一.什么是xss攻击
跨站脚本攻击(XSS),英文全称 Cross Site Script
XSS攻击,一般是指黑客通过在网页中注入恶意脚本,当用户浏览网页时,恶意脚本执行,控制用户浏览器行为的一种攻击方式
XSS攻击分为三种,反射型XSS、存储型XSS、DOM Based XSS.
了解什么是xss攻击,例子:
本地服务器demo目录下有个index.php,通过提交信息显示在页面上显示数据。
正常情况下:http:localhost/demo/index.php?name=张三,
网页上就会显示张三出来,这个信息是用户在浏览器的url中输入的,可以正常显示在页面上,但是如果在页面中插入一段javascript代码,页面就无法正常显示了,
例:http:localhost/demo/index.php?name=<script>window.open(http://www.fanyi.com)</script>,
例子虽然简单但是提现xss攻击的完整流程。
1.反射性XSS
也被称为非持久性XSS,这种攻击方式把XSS的Payload写在URL中,通过浏览器直接“反射”给用户。用户将一段含有恶意代码的请求提交给 Web 服务器,Web 服务器接收到请求时,又将恶意代码反射给了浏览器端,这种攻击方式通常需要诱使用户点击某个恶意链接,才能攻击成功。
2.存储型XSS
又被称为持久性XSS,会把黑客输入的恶意脚本存储在服务器的数据库中。当其他用户浏览页面包含这个恶意脚本的页面,用户将会受到黑客的攻击。一个常见的场景就是黑客写下一篇包含恶意JavaScript脚本的博客文章,当其他用户浏览这篇文章时,恶意的JavaScript代码将会执行
3.DOM Based XSS
基于 DOM 的 XSS 攻击是不牵涉到页面 Web 服务器的,其实就是利用后端代码的漏洞。它的特点是在 Web 资源传输过程或者在用户使用页面的过程中修改 Web 页面的数据.
XSS攻击的危害
我们把进行XSS攻击的恶意脚本成为XSS Payload。XSS Payload的本质是JavaScript脚本,所以JavaScript可以做什么,XSS攻击就可以做什么。
一个最常见的XSS Payload就是盗取用户的Cookie,从而发起Cookie劫持攻击。

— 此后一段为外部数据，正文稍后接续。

//! Usage metering across concurrent provider calls.

use parking_lot::Mutex;
use serde::{Deserialize, Serialize};
use std::sync::Arc;

use crate::providers::TokenUsage;

/// Accumulated provider usage for an engine.
#[derive(Debug, Clone, Copy, Default, PartialEq, Eq, Serialize, Deserialize)]
pub struct EvaluationUsage {
    /// Provider calls that returned text
    pub calls: u32,

    /// Provider calls that failed or timed out
    pub failures: u32,

    /// Prompt/input tokens across all calls
    pub prompt_tokens: u32,

    /// Completion/output tokens across all calls
    pub completion_tokens: u32,
}

impl EvaluationUsage {
    /// Total tokens used.
    pub fn total_tokens(&self) -> u32 {
        self.prompt_tokens + self.completion_tokens
    }
}

/// Lock-protected usage accumulator.
///
/// Cheap to clone; all clones share one counter. This is the only piece of
/// state provider tasks touch concurrently.
#[derive(Debug, Clone, Default)]
pub struct UsageTracker {
    inner: Arc<Mutex<EvaluationUsage>>,
}

impl UsageTracker {
    /// Create a fresh tracker.
    pub fn new() -> Self {
        Self::default()
    }

    /// Record a successful completion.
    pub fn record_completion(&self, usage: &TokenUsage) {
        let mut inner = self.inner.lock();
        inner.calls += 1;
        inner.prompt_tokens += usage.prompt_tokens;
        inner.completion_tokens += usage.completion_tokens;
    }

    /// Record a failed or timed-out call.
    pub fn record_failure(&self) {
        self.inner.lock().failures += 1;
    }

    /// Snapshot the counters.
    pub fn snapshot(&self) -> EvaluationUsage {
        *self.inner.lock()
    }

    /// Reset all counters.
    pub fn reset(&self) {
        *self.inner.lock() = EvaluationUsage::default();
    }
}

#[cfg(test)]
mod tests {
    use super::*;

    #[test]
    fn test_tracker_accumulates() {
        let tracker = UsageTracker::new();

        tracker.record_completion(&TokenUsage {
            prompt_tokens: 100,
            completion_tokens: 40,
        });
        tracker.record_completion(&TokenUsage {
            prompt_tokens: 80,
            completion_tokens: 30,
        });
        tracker.record_failure();

        let usage = tracker.snapshot();
        assert_eq!(usage.calls, 2);
        assert_eq!(usage.failures, 1);
        assert_eq!(usage.total_tokens(), 250);
    }

    #[test]
    fn test_clones_share_counters() {
        let tracker = UsageTracker::new();
        let clone = tracker.clone();

        clone.record_failure();
        assert_eq!(tracker.snapshot().failures, 1);

        tracker.reset();
        assert_eq!(clone.snapshot(), EvaluationUsage::default());
    }

    #[test]
    fn test_concurrent_recording_loses_nothing() {
        let tracker = UsageTracker::new();
        let handles: Vec<_> = (0..8)
            .map(|_| {
                let t = tracker.clone();
                std::thread::spawn(move || {
                    for _ in 0..100 {
                        t.record_completion(&TokenUsage {
                            prompt_tokens: 1,
                            completion_tokens: 1,
                        });
                    }
                })
            })
            .collect();
        for h in handles {
            h.join().expect("worker thread panicked");
        }

        assert_eq!(tracker.snapshot().calls, 800);
    }
}
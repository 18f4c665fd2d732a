//! The consensus engine: one question in, one audited verdict out.
//!
//! Pipeline per evaluation: dispatch → collect → filter → tally → reduce.
//! Every provider call is independent, so dispatch fans out concurrently
//! (one task per roster entry, each under its own timeout) and end-to-end
//! latency is bounded by the slowest single provider. A provider that
//! fails, times out, or returns garbage simply does not vote; only the
//! exhaustion of the whole roster surfaces as a request-level error.

use std::sync::Arc;
use thiserror::Error;
use tokio::task::JoinSet;

use auspex_core::{
    parse_verdict, reduce, ConsensusResult, EvaluationQuestion, ParseError, ProviderVerdict,
};

use crate::config::{ProviderSpec, RuntimeConfig};
use crate::providers::{
    CompletionConfig, CredentialResolver, ProviderError, ProviderRegistry,
};
use crate::usage::{EvaluationUsage, UsageTracker};

/// Why a provider contributed no verdict.
#[derive(Debug, Clone, Copy, PartialEq, Eq, serde::Serialize, serde::Deserialize)]
#[serde(rename_all = "snake_case")]
pub enum FailureKind {
    /// Network, HTTP, API, or timeout failure
    Unavailable,
    /// No credential could be resolved
    MissingCredential,
    /// Response text contained no parseable JSON object
    MalformedResponse,
    /// JSON was parseable but a required field was missing or mistyped
    InvalidSchema,
}

impl std::fmt::Display for FailureKind {
    fn fmt(&self, f: &mut std::fmt::Formatter<'_>) -> std::fmt::Result {
        match self {
            FailureKind::Unavailable => write!(f, "unavailable"),
            FailureKind::MissingCredential => write!(f, "missing credential"),
            FailureKind::MalformedResponse => write!(f, "malformed response"),
            FailureKind::InvalidSchema => write!(f, "invalid schema"),
        }
    }
}

/// One provider's failure, with its underlying cause.
#[derive(Debug, Clone, PartialEq, Eq, serde::Serialize, serde::Deserialize)]
pub struct ProviderFailure {
    /// Provider that failed
    pub provider: String,
    /// Failure classification
    pub kind: FailureKind,
    /// Human-readable cause
    pub detail: String,
}

/// What happened to one roster entry during an evaluation.
#[derive(Debug, Clone, PartialEq, serde::Serialize, serde::Deserialize)]
#[serde(tag = "status", rename_all = "snake_case")]
pub enum AttemptOutcome {
    /// Accepted verdict that entered the consensus set
    Verdict { verdict: ProviderVerdict },
    /// Valid verdict dropped by the confidence floor
    Filtered { verdict: ProviderVerdict },
    /// No verdict produced
    Failed { failure: ProviderFailure },
}

/// Diagnostic record for one provider attempt.
#[derive(Debug, Clone, PartialEq, serde::Serialize, serde::Deserialize)]
pub struct ProviderAttempt {
    /// Provider identifier
    pub provider: String,
    /// What happened
    #[serde(flatten)]
    pub outcome: AttemptOutcome,
}

/// Errors that surface to the caller as request failures.
#[derive(Error, Debug)]
pub enum EngineError {
    #[error("no consensus possible: every provider failed or fell below the confidence floor ({filtered} filtered)")]
    NoConsensusPossible {
        failures: Vec<ProviderFailure>,
        filtered: usize,
    },

    #[error("missing credentials for every selected provider: {0}")]
    MissingCredential(String),

    #[error("invalid input: {0}")]
    InvalidInput(String),
}

/// Full evaluation report: the result plus the per-provider audit trail.
#[derive(Debug, Clone, PartialEq, serde::Serialize, serde::Deserialize)]
pub struct EvaluationReport {
    /// The consensus verdict
    pub result: ConsensusResult,
    /// One entry per dispatched provider, in roster order
    pub attempts: Vec<ProviderAttempt>,
    /// Usage counters for this engine
    pub usage: EvaluationUsage,
}

/// The consensus engine.
///
/// Holds the adapter registry, the injected credential resolver, and the
/// runtime configuration. Clients are created per evaluation so a
/// credential problem costs one attempt, never the whole engine.
pub struct ConsensusEngine {
    registry: ProviderRegistry,
    credentials: Arc<dyn CredentialResolver>,
    config: RuntimeConfig,
    usage: UsageTracker,
}

impl ConsensusEngine {
    /// Create an engine.
    pub fn new(
        registry: ProviderRegistry,
        credentials: Arc<dyn CredentialResolver>,
        config: RuntimeConfig,
    ) -> Self {
        Self {
            registry,
            credentials,
            config,
            usage: UsageTracker::new(),
        }
    }

    /// Evaluate a question against the full configured roster.
    pub async fn evaluate(
        &self,
        question: &EvaluationQuestion,
    ) -> Result<ConsensusResult, EngineError> {
        self.evaluate_selected(question, None).await.map(|r| r.result)
    }

    /// Evaluate against a subset of the roster.
    ///
    /// Unknown names in the filter are skipped with a warning; this keeps
    /// callers working when a provider is removed from the deployment. A
    /// filter that matches nothing is an input error.
    pub async fn evaluate_selected(
        &self,
        question: &EvaluationQuestion,
        providers: Option<&[String]>,
    ) -> Result<EvaluationReport, EngineError> {
        question
            .validate()
            .map_err(|e| EngineError::InvalidInput(e.to_string()))?;

        let roster = self.select_roster(providers)?;
        let attempts = self.dispatch(question, &roster).await;

        let mut accepted: Vec<ProviderVerdict> = Vec::new();
        let mut failures: Vec<ProviderFailure> = Vec::new();
        let mut filtered = 0usize;

        for attempt in &attempts {
            match &attempt.outcome {
                AttemptOutcome::Verdict { verdict } => accepted.push(verdict.clone()),
                AttemptOutcome::Filtered { .. } => filtered += 1,
                AttemptOutcome::Failed { failure } => failures.push(failure.clone()),
            }
        }

        if accepted.is_empty() {
            if !failures.is_empty()
                && failures.iter().all(|f| f.kind == FailureKind::MissingCredential)
            {
                let detail = failures
                    .iter()
                    .map(|f| f.detail.as_str())
                    .collect::<Vec<_>>()
                    .join("; ");
                return Err(EngineError::MissingCredential(detail));
            }
            return Err(EngineError::NoConsensusPossible { failures, filtered });
        }

        let result = reduce(&accepted, self.config.policy)
            .map_err(|_| EngineError::NoConsensusPossible { failures, filtered })?;

        Ok(EvaluationReport {
            result,
            attempts,
            usage: self.usage.snapshot(),
        })
    }

    /// Check every configured provider without making billable calls.
    pub async fn health_check(&self) -> Vec<(String, bool)> {
        let checks = self.config.providers.iter().map(|spec| async {
            let healthy = match self.registry.create(spec, self.credentials.as_ref()) {
                Ok(client) => client.health_check().await,
                Err(_) => false,
            };
            (spec.name.clone(), healthy)
        });

        futures::future::join_all(checks).await
    }

    /// Usage counters accumulated by this engine.
    pub fn usage(&self) -> EvaluationUsage {
        self.usage.snapshot()
    }

    /// Resolve the effective roster for one evaluation.
    fn select_roster(
        &self,
        providers: Option<&[String]>,
    ) -> Result<Vec<(usize, ProviderSpec)>, EngineError> {
        let roster: Vec<(usize, ProviderSpec)> = match providers {
            None => self.config.providers.iter().cloned().enumerate().collect(),
            Some(filter) => {
                for name in filter {
                    if !self.config.providers.iter().any(|s| &s.name == name) {
                        tracing::warn!(provider = %name, "unknown provider in filter, skipping");
                    }
                }
                self.config
                    .providers
                    .iter()
                    .cloned()
                    .enumerate()
                    .filter(|(_, spec)| filter.contains(&spec.name))
                    .collect()
            }
        };

        if roster.is_empty() {
            return Err(EngineError::InvalidInput(
                "no configured providers selected".to_string(),
            ));
        }

        Ok(roster)
    }

    /// Fan out to every roster entry, fan the attempts back in.
    ///
    /// Returns exactly one attempt per entry, in roster order, regardless
    /// of completion interleaving. The per-entry index is carried through
    /// the join so no outcome can be attributed to the wrong provider.
    async fn dispatch(
        &self,
        question: &EvaluationQuestion,
        roster: &[(usize, ProviderSpec)],
    ) -> Vec<ProviderAttempt> {
        let mut attempts: Vec<(usize, ProviderAttempt)> = Vec::with_capacity(roster.len());
        let mut tasks: JoinSet<(usize, ProviderAttempt)> = JoinSet::new();

        for (idx, spec) in roster {
            let client = match self.registry.create(spec, self.credentials.as_ref()) {
                Ok(client) => client,
                Err(e) => {
                    tracing::warn!(provider = %spec.name, error = %e, "provider unavailable before dispatch");
                    attempts.push((*idx, failed_attempt(&spec.name, &e)));
                    continue;
                }
            };

            let idx = *idx;
            let name = spec.name.clone();
            let question = question.clone();
            let cfg = self.completion_config(spec);
            let floor = self.config.confidence_floor;
            let usage = self.usage.clone();
            let timeout = cfg.timeout;

            tracing::debug!(provider = %name, model = %cfg.model, "dispatching provider call");

            tasks.spawn(async move {
                let outcome = match tokio::time::timeout(timeout, client.evaluate(&question, &cfg))
                    .await
                {
                    Err(_) => {
                        usage.record_failure();
                        let e = ProviderError::Timeout(timeout);
                        tracing::warn!(provider = %name, error = %e, "provider call timed out");
                        failed_attempt(&name, &e).outcome
                    }
                    Ok(Err(e)) => {
                        usage.record_failure();
                        tracing::warn!(provider = %name, error = %e, "provider call failed");
                        failed_attempt(&name, &e).outcome
                    }
                    Ok(Ok(completion)) => {
                        usage.record_completion(&completion.usage);
                        match parse_verdict(&name, &completion.content) {
                            Ok(verdict) if verdict.meets_floor(floor) => {
                                AttemptOutcome::Verdict { verdict }
                            }
                            Ok(verdict) => {
                                tracing::debug!(
                                    provider = %name,
                                    confidence = verdict.confidence,
                                    floor,
                                    "verdict below confidence floor"
                                );
                                AttemptOutcome::Filtered { verdict }
                            }
                            Err(e) => {
                                tracing::warn!(provider = %name, error = %e, "unusable provider response");
                                AttemptOutcome::Failed {
                                    failure: parse_failure(&name, &e),
                                }
                            }
                        }
                    }
                };

                (
                    idx,
                    ProviderAttempt {
                        provider: name,
                        outcome,
                    },
                )
            });
        }

        while let Some(joined) = tasks.join_next().await {
            match joined {
                Ok(pair) => attempts.push(pair),
                Err(e) => tracing::error!(error = %e, "provider task aborted"),
            }
        }

        attempts.sort_by_key(|(idx, _)| *idx);
        attempts.into_iter().map(|(_, attempt)| attempt).collect()
    }

    /// Per-provider completion config: spec overrides over engine defaults.
    fn completion_config(&self, spec: &ProviderSpec) -> CompletionConfig {
        CompletionConfig {
            model: spec.model.clone(),
            max_tokens: spec.max_tokens.unwrap_or(self.config.max_tokens),
            temperature: spec.temperature.unwrap_or(self.config.temperature),
            timeout: self.config.call_timeout,
        }
    }
}

fn failed_attempt(provider: &str, error: &ProviderError) -> ProviderAttempt {
    let kind = if error.is_missing_credential() {
        FailureKind::MissingCredential
    } else {
        FailureKind::Unavailable
    };

    ProviderAttempt {
        provider: provider.to_string(),
        outcome: AttemptOutcome::Failed {
            failure: ProviderFailure {
                provider: provider.to_string(),
                kind,
                detail: error.to_string(),
            },
        },
    }
}

fn parse_failure(provider: &str, error: &ParseError) -> ProviderFailure {
    let kind = match error {
        ParseError::MalformedResponse(_) => FailureKind::MalformedResponse,
        ParseError::InvalidSchema { .. } => FailureKind::InvalidSchema,
    };

    ProviderFailure {
        provider: provider.to_string(),
        kind,
        detail: error.to_string(),
    }
}

/// Builder for [`ConsensusEngine`].
pub struct ConsensusEngineBuilder {
    registry: Option<ProviderRegistry>,
    credentials: Option<Arc<dyn CredentialResolver>>,
    config: RuntimeConfig,
}

impl ConsensusEngineBuilder {
    /// Create a new builder.
    pub fn new() -> Self {
        Self {
            registry: None,
            credentials: None,
            config: RuntimeConfig::default(),
        }
    }

    /// Set the provider registry.
    pub fn registry(mut self, registry: ProviderRegistry) -> Self {
        self.registry = Some(registry);
        self
    }

    /// Set the credential resolver.
    pub fn credentials(mut self, credentials: Arc<dyn CredentialResolver>) -> Self {
        self.credentials = Some(credentials);
        self
    }

    /// Set the configuration.
    pub fn config(mut self, config: RuntimeConfig) -> Self {
        self.config = config;
        self
    }

    /// Build the engine. The registry defaults to the built-in adapters.
    pub fn build(self) -> Result<ConsensusEngine, EngineError> {
        let registry = self.registry.unwrap_or_else(ProviderRegistry::with_defaults);
        let credentials = self.credentials.ok_or_else(|| {
            EngineError::InvalidInput("no credential resolver set".to_string())
        })?;

        Ok(ConsensusEngine::new(registry, credentials, self.config))
    }
}

impl Default for ConsensusEngineBuilder {
    fn default() -> Self {
        Self::new()
    }
}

Cookie中,一般会保存当前用户的登录凭证,如果Cookie被黑客盗取,以为着黑客有可能通过Cookie直接登进用户的账户,进行恶意操作。
防御
其实如今一些流行的浏览器都内置了一些对抗XSS的措施,比如Firefox的CSP、IE 8内置的XSS Filter等。
- 将cookie等敏感信息设置为httponly,禁止Javascript通过
document.cookie获得 - 对所有的输入做严格的校验尤其是在服务器端,过滤掉任何不合法的输入,比如手机号必须是数字,通常可以采用正则表达式.
- 净化和过滤掉不必要的html标签,比如:
<iframe>, alt,<script>;净化和过滤掉不必要的Javascript的事件标签,比如:onclick, onfocus等 - 转义单引号,双引号,尖括号等特殊字符,可以采用htmlencode编码 或者过滤掉这些特殊字符
HttpOnly
HttpOnly最早是由微软提出,并在IE6中实现的,至今已逐渐成为一个标准。浏览器将禁止页面的JavaScript访问带有HttpOnly 属性的Cookie。以下浏览器开始支持HttpOnly:
- Microsoft IE 6 SP1+
- Mozilla FireFox 2.0.0.5+
- Mozilla Firefox 3.0.0.6+
- Google Chrome
- Apple Safari 4.0+
- Opera 9.5+ 一个Cookie的使用过程如下:
Step1: 浏览器向服务器发送请求,这时候没有cookie。
Step2: 服务器返回同时,发送Set-Cookie头,向客户端浏览器写入Cookie。
Step3: 在该Cookie到期前,浏览器访问该域名下所有的页面,都将发送该Cookie。而HttpOnly是在Set-Cookie时标记的。